Uma casa afetiva para quem busca sua verdade
Hands for Adoptions se diferencia por colocar no centro não
apenas a adoção como ato jurídico, mas como caminho humano, relacional e
espiritual. O espaço busca ser “uma casa afetiva”, onde famílias e filhos
adotivos possam partilhar suas vivências sem temor, encontrando escuta, apoio e
orientação. A proposta é criar pontes entre culturas e gerações, trabalhar a
reconstrução das histórias pessoais e ajudar cada pessoa a trilhar seu próprio
percurso com serenidade. Para Alessio, esse processo é fundamental:
“Dar um rosto ao início da
própria história não é uma afronta aos pais adotivos. É um ato de amor consigo
mesmo e com quem nos deu a vida.”
Convite à esperança
Neste Ano Santo da Esperança, o projeto deseja ser um sinal
concreto de acolhimento e acompanhamento. Para famílias que aguardam a adoção,
Alessio deixa uma palavra de encorajamento: “Não se deixem desanimar pelas
longas esperas. Há muitas crianças que sonham com uma família.” Para quem já
vive a realidade adotiva, ele recorda que a verdade é um gesto de amor que
fortalece o vínculo e ajuda o filho a crescer de modo mais sereno e seguro. E
aos jovens e adultos adotados, deixa um convite à coragem: “Buscar as origens é
direito e também caminho de libertação interior.”
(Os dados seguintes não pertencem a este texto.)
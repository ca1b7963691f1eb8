use std::fmt;
use std::sync::Arc;
use std::sync::atomic::{AtomicU64, Ordering};

use parking_lot::RwLock;

use crate::bundle::Bundle;
use crate::event::FrameworkEventKind;
use crate::filter::Filter;
use crate::kernel::context::CoreContext;
use crate::kernel::guard::{BoxError, guarded};
use crate::service::ServiceReference;

/// Identifies an installed hook so it can be removed again.
#[derive(Debug, Clone, Copy, PartialEq, Eq, Hash, PartialOrd, Ord)]
pub struct HookId(u64);

/// Inspects service lookups before the result reaches the caller.
///
/// A hook may remove references from `references`; anything it adds is
/// ignored.
pub trait FindHook: Send + Sync {
    fn find(
        &self,
        requester: &Bundle,
        class: Option<&str>,
        filter: Option<&str>,
        references: &mut Vec<ServiceReference>,
    ) -> Result<(), BoxError>;
}

/// Find hooks installed on a framework instance.
#[derive(Default)]
pub struct ServiceHooks {
    hooks: RwLock<Vec<(HookId, Arc<dyn FindHook>)>>,
    next_id: AtomicU64,
}

impl fmt::Debug for ServiceHooks {
    fn fmt(&self, f: &mut fmt::Formatter<'_>) -> fmt::Result {
        f.debug_struct("ServiceHooks").field("find_hooks", &self.hooks.read().len()).finish()
    }
}

impl ServiceHooks {
    pub fn new() -> Self {
        Self::default()
    }

    pub fn add_find_hook(&self, hook: Arc<dyn FindHook>) -> HookId {
        let id = HookId(self.next_id.fetch_add(1, Ordering::Relaxed));
        self.hooks.write().push((id, hook));
        id
    }

    pub fn remove_find_hook(&self, id: HookId) -> bool {
        let mut hooks = self.hooks.write();
        let before = hooks.len();
        hooks.retain(|(hid, _)| *hid != id);
        hooks.len() != before
    }

    pub fn len(&self) -> usize {
        self.hooks.read().len()
    }

    pub fn is_empty(&self) -> bool {
        self.hooks.read().is_empty()
    }

    /// Runs every hook over `references`. Each hook works on a copy; only
    /// the entries it kept that were already present survive.
    pub(crate) fn filter_find(
        &self,
        framework: &CoreContext,
        requester: &Bundle,
        class: Option<&str>,
        filter: Option<&Filter>,
        references: &mut Vec<ServiceReference>,
    ) {
        let hooks: Vec<_> = self.hooks.read().clone();
        if hooks.is_empty() {
            return;
        }
        let expression = filter.map(|flt| flt.expression());
        for (id, hook) in hooks {
            let mut candidate = references.clone();
            match guarded(|| hook.find(requester, class, expression.as_deref(), &mut candidate)) {
                Ok(()) => references.retain(|reference| candidate.contains(reference)),
                Err(err) => framework.report(
                    FrameworkEventKind::Warning,
                    Some(requester.clone()),
                    format!("Find hook {:?} failed", id),
                    Some(err),
                ),
            }
        }
    }
}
A vida de Alessio D’Aniello se transformou em testemunho de
fé e esperança. Hoje, sua voz ressoa nas celebrações do Santo Padre; e, ao
mesmo tempo, ecoa na experiência de tantas famílias e jovens que procuram
compreender sua própria história. Uma voz que une Brasil, Itália e Vaticano.
Uma voz que se faz ponte de esperança.